Lavoro in Puglia, Vozza: “Il problema è il sistema, non i giovani”

In Puglia cresce il divario tra domanda e offerta di lavoro. Le imprese segnalano difficoltà nel reperire personale, ma secondo Manuel Vozza, rappresentante degli studenti a livello regionale, la questione va letta in modo più profondo, evitando semplificazioni.
I dati diffusi da Unioncamere e CISL Puglia evidenziano un disallineamento tra le competenze richieste dalle aziende e quelle disponibili sul territorio. Un fenomeno che si inserisce in un contesto segnato anche da condizioni lavorative spesso precarie e poco attrattive.
«Non siamo davanti a giovani che non vogliono lavorare – afferma Vozza –. Quando imprese e ragazzi non riescono a incontrarsi, significa che il sistema non funziona».
Al centro della riflessione c’è il rapporto tra scuola, formazione e mondo del lavoro.

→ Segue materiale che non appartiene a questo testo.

//! External delivery channels for notifications.
//!
//! Each enabled channel receives `(message, type)` for every stored
//! notification. Channels are best-effort: there is no retry, and a
//! failing or panicking channel never affects the others or the caller.

pub mod email;
pub mod push;
pub mod sms;

use std::sync::Arc;

use async_trait::async_trait;
use minishop_core::Notification;

use crate::config::ChannelConfig;

pub use email::EmailChannel;
pub use push::PushChannel;
pub use sms::SmsChannel;

// ---------------------------------------------------------------------------
// Error
// ---------------------------------------------------------------------------

#[derive(Debug, thiserror::Error)]
pub enum ChannelError {
    /// SMTP transport-level failure (authentication, connection, etc.).
    #[error("SMTP transport error: {0}")]
    Smtp(#[from] lettre::transport::smtp::Error),

    #[error("Email address parse error: {0}")]
    Address(#[from] lettre::address::AddressError),

    #[error("Message build error: {0}")]
    Build(String),

    /// The underlying HTTP request failed (network, DNS, timeout, etc.).
    #[error("HTTP request failed: {0}")]
    Request(#[from] reqwest::Error),

    #[error("Provider returned HTTP {0}")]
    HttpStatus(u16),
}

// ---------------------------------------------------------------------------
// DeliveryChannel
// ---------------------------------------------------------------------------

#[async_trait]
pub trait DeliveryChannel: Send + Sync {
    /// Short name used in logs, e.g. `"email"`.
    fn name(&self) -> &'static str;

    async fn send(&self, message: &str, notification_type: &str) -> Result<(), ChannelError>;
}

// ---------------------------------------------------------------------------
// ChannelFanout
// ---------------------------------------------------------------------------

/// Delivers each notification to every configured channel independently.
#[derive(Clone)]
pub struct ChannelFanout {
    channels: Arc<[Arc<dyn DeliveryChannel>]>,
}

impl ChannelFanout {
    pub fn new(channels: Vec<Arc<dyn DeliveryChannel>>) -> Self {
        Self {
            channels: channels.into(),
        }
    }

    /// A fanout with no channels; delivery is a no-op.
    pub fn disabled() -> Self {
        Self::new(Vec::new())
    }

    /// Build one channel per enabled entry in `config`.
    pub fn from_config(config: &ChannelConfig) -> Result<Self, ChannelError> {
        let mut channels: Vec<Arc<dyn DeliveryChannel>> = Vec::new();
        if config.email.enabled {
            channels.push(Arc::new(EmailChannel::new(config.email.clone())?));
        }
        if config.sms.enabled {
            channels.push(Arc::new(SmsChannel::new(config.sms.clone())?));
        }
        if config.push.enabled {
            channels.push(Arc::new(PushChannel::new(config.push.clone())?));
        }
        Ok(Self::new(channels))
    }

    pub fn enabled_channels(&self) -> Vec<&'static str> {
        self.channels.iter().map(|c| c.name()).collect()
    }

    /// Deliver in the background and return immediately.
    pub fn dispatch(&self, notification: Notification) {
        if self.channels.is_empty() {
            return;
        }
        let fanout = self.clone();
        tokio::spawn(async move { fanout.deliver(&notification).await });
    }

    /// Attempt every channel concurrently and wait for all of them.
    ///
    /// Returns the number of channels that delivered successfully.
    pub async fn deliver(&self, notification: &Notification) -> usize {
        let message: Arc<str> = notification.message.as_str().into();
        let notification_type: Arc<str> = notification.notification_type.as_str().into();

        let tasks: Vec<_> = self
            .channels
            .iter()
            .map(|channel| {
                let channel = Arc::clone(channel);
                let message = Arc::clone(&message);
                let notification_type = Arc::clone(&notification_type);
                let name = channel.name();
                let handle = tokio::spawn(async move {
                    channel.send(&message, &notification_type).await
                });
                (name, handle)
            })
            .collect();

        let mut delivered = 0;
        for (channel, handle) in tasks {
            match handle.await {
                Ok(Ok(())) => {
                    delivered += 1;
                    tracing::debug!(channel, id = notification.id, "Notification delivered");
                }
                Ok(Err(e)) => {
                    tracing::warn!(channel, id = notification.id, error = %e, "Channel delivery failed");
                }
                Err(e) => {
                    tracing::error!(channel, id = notification.id, error = %e, "Channel delivery task panicked");
                }
            }
        }
        delivered
    }
}

// ---------------------------------------------------------------------------
// Tests
// ---------------------------------------------------------------------------

#[cfg(test)]
mod tests {
    use std::sync::atomic::{AtomicUsize, Ordering};

    use chrono::Utc;
    use minishop_core::Severity;
    use parking_lot::Mutex;

    use super::*;

    enum Behaviour {
        Succeed,
        Fail,
        Panic,
    }

    struct FakeChannel {
        name: &'static str,
        behaviour: Behaviour,
        calls: AtomicUsize,
        seen: Mutex<Vec<(String, String)>>,
    }

    impl FakeChannel {
        fn new(name: &'static str, behaviour: Behaviour) -> Arc<Self> {
            Arc::new(Self {
                name,
                behaviour,
                calls: AtomicUsize::new(0),
                seen: Mutex::new(Vec::new()),
            })
        }
    }

    #[async_trait]
    impl DeliveryChannel for FakeChannel {
        fn name(&self) -> &'static str {
            self.name
        }

        async fn send(&self, message: &str, notification_type: &str) -> Result<(), ChannelError> {
            self.calls.fetch_add(1, Ordering::SeqCst);
            self.seen
                .lock()
                .push((message.to_string(), notification_type.to_string()));
            match self.behaviour {
                Behaviour::Succeed => Ok(()),
                Behaviour::Fail => Err(ChannelError::HttpStatus(503)),
                Behaviour::Panic => panic!("channel blew up"),
            }
        }
    }

    fn fanout_of(channels: &[&Arc<FakeChannel>]) -> ChannelFanout {
        ChannelFanout::new(
            channels
                .iter()
                .map(|c| Arc::clone(c) as Arc<dyn DeliveryChannel>)
                .collect(),
        )
    }

    fn notification() -> Notification {
        Notification {
            id: 1,
            notification_type: "LOW_STOCK".into(),
            title: "Low Stock".into(),
            message: "Mug is low".into(),
            severity: Severity::Error,
            created_at: Utc::now(),
            read: false,
        }
    }

    #[tokio::test]
    async fn failing_channels_do_not_block_others() {
        let ok = FakeChannel::new("email", Behaviour::Succeed);
        let failing = FakeChannel::new("sms", Behaviour::Fail);
        let panicking = FakeChannel::new("push", Behaviour::Panic);
        let fanout = fanout_of(&[&panicking, &failing, &ok]);

        let delivered = fanout.deliver(&notification()).await;

        assert_eq!(delivered, 1);
        assert_eq!(ok.calls.load(Ordering::SeqCst), 1);
        assert_eq!(failing.calls.load(Ordering::SeqCst), 1);
        assert_eq!(panicking.calls.load(Ordering::SeqCst), 1);
    }

    #[tokio::test]
    async fn channels_receive_message_and_type() {
        let channel = FakeChannel::new("email", Behaviour::Succeed);
        let fanout = fanout_of(&[&channel]);

        fanout.deliver(&notification()).await;

        assert_eq!(
            channel.seen.lock().as_slice(),
            &[("Mug is low".to_string(), "LOW_STOCK".to_string())]
        );
    }

    #[tokio::test]
    async fn no_retry_on_failure() {
        let failing = FakeChannel::new("sms", Behaviour::Fail);
        let fanout = fanout_of(&[&failing]);

        assert_eq!(fanout.deliver(&notification()).await, 0);
        assert_eq!(failing.calls.load(Ordering::SeqCst), 1);
    }

    #[test]
    fn default_config_enables_nothing() {
        let fanout = ChannelFanout::from_config(&ChannelConfig::default()).unwrap();
        assert!(fanout.enabled_channels().is_empty());
    }

    #[test]
    fn channel_error_display() {
        assert_eq!(ChannelError::HttpStatus(502).to_string(), "Provider returned HTTP 502");
    }
}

Secondo il rappresentante degli studenti, molti giovani arrivano al termine del percorso di studi senza strumenti adeguati per orientarsi e senza un contatto reale con le opportunità professionali.
Parallelamente, anche le offerte di lavoro non sempre risultano adeguate. «Bisogna avere il coraggio di dire che non tutte le opportunità sono realmente accessibili o sostenibili per i giovani», sottolinea, facendo riferimento a condizioni economiche e contrattuali spesso poco competitive.
Il collegamento tra istruzione e occupazione, osserva, resta debole e frammentato, mentre le esperienze proposte risultano spesso episodiche e poco incisive.
Per Vozza è necessario un cambio di approccio: percorsi più strutturati, maggiore integrazione tra scuola e lavoro e un miglioramento concreto delle condizioni occupazionali, così da ridurre il divario tra formazione e impiego.
Una riflessione che si inserisce in un quadro complesso, dove alle difficoltà segnalate dalle imprese si affiancano quelle vissute quotidianamente dai giovani nel tentativo di costruire un futuro stabile senza dover lasciare il proprio territorio.